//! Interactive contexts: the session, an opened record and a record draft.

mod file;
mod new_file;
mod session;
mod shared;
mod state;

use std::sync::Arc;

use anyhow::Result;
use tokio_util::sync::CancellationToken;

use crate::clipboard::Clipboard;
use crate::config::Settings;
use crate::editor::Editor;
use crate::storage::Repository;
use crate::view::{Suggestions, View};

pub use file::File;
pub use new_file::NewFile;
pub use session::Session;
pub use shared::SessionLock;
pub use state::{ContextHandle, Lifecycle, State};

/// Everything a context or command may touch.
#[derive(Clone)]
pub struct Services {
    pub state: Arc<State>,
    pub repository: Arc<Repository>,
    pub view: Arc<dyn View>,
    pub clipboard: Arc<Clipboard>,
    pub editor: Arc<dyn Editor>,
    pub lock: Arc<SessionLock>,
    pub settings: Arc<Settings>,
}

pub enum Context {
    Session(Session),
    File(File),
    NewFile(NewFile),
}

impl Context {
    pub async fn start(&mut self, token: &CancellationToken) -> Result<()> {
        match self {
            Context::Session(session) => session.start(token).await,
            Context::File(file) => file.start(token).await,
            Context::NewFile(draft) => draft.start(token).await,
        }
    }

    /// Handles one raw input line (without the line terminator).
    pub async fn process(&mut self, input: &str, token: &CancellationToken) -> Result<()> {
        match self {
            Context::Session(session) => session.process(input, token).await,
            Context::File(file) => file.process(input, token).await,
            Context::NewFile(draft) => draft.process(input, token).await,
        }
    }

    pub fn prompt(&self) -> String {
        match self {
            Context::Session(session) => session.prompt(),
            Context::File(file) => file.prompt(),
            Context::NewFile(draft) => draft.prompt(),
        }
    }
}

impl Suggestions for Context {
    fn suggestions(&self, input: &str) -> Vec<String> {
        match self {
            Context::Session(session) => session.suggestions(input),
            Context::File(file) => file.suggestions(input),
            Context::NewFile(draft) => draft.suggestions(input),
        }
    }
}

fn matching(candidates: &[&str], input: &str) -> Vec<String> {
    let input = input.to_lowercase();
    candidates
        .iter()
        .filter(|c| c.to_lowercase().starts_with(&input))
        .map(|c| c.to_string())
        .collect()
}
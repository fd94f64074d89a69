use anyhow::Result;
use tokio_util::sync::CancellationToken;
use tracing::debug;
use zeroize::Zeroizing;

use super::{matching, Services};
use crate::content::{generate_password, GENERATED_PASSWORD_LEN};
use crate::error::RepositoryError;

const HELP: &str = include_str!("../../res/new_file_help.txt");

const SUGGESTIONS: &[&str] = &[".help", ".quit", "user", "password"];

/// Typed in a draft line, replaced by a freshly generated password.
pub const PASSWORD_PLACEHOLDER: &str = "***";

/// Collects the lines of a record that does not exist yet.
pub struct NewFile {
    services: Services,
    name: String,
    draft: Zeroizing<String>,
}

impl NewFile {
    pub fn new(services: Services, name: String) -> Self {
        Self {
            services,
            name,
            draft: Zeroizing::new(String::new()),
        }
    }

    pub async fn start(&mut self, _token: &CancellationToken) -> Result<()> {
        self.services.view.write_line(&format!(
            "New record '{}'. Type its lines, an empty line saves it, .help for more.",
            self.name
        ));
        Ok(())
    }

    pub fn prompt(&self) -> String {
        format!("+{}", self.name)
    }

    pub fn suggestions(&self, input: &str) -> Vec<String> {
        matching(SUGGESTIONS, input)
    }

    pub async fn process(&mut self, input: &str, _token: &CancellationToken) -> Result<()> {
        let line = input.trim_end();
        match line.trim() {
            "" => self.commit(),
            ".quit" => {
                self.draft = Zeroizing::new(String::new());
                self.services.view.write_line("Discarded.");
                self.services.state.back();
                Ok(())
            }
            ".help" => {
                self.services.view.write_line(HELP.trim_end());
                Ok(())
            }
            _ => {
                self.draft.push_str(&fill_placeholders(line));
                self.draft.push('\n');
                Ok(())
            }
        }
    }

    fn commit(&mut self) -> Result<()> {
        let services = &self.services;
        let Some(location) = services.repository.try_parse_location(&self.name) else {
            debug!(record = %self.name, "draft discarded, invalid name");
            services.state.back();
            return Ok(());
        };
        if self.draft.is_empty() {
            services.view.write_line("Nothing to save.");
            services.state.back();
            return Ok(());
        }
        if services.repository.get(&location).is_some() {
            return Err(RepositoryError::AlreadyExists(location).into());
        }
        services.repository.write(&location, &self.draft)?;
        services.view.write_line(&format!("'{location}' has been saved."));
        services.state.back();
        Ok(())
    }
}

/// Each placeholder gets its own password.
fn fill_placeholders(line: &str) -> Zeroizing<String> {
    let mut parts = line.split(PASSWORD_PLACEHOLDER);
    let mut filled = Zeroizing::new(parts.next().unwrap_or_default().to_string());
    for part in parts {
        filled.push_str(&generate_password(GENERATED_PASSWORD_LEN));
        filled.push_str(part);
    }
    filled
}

=======

# Work to complete:
Return every line above in which the string "lines" occurs.

# Result:
/// Collects the lines of a record that does not exist yet.
            "New record '{}'. Type its lines, an empty line saves it, .help for more.",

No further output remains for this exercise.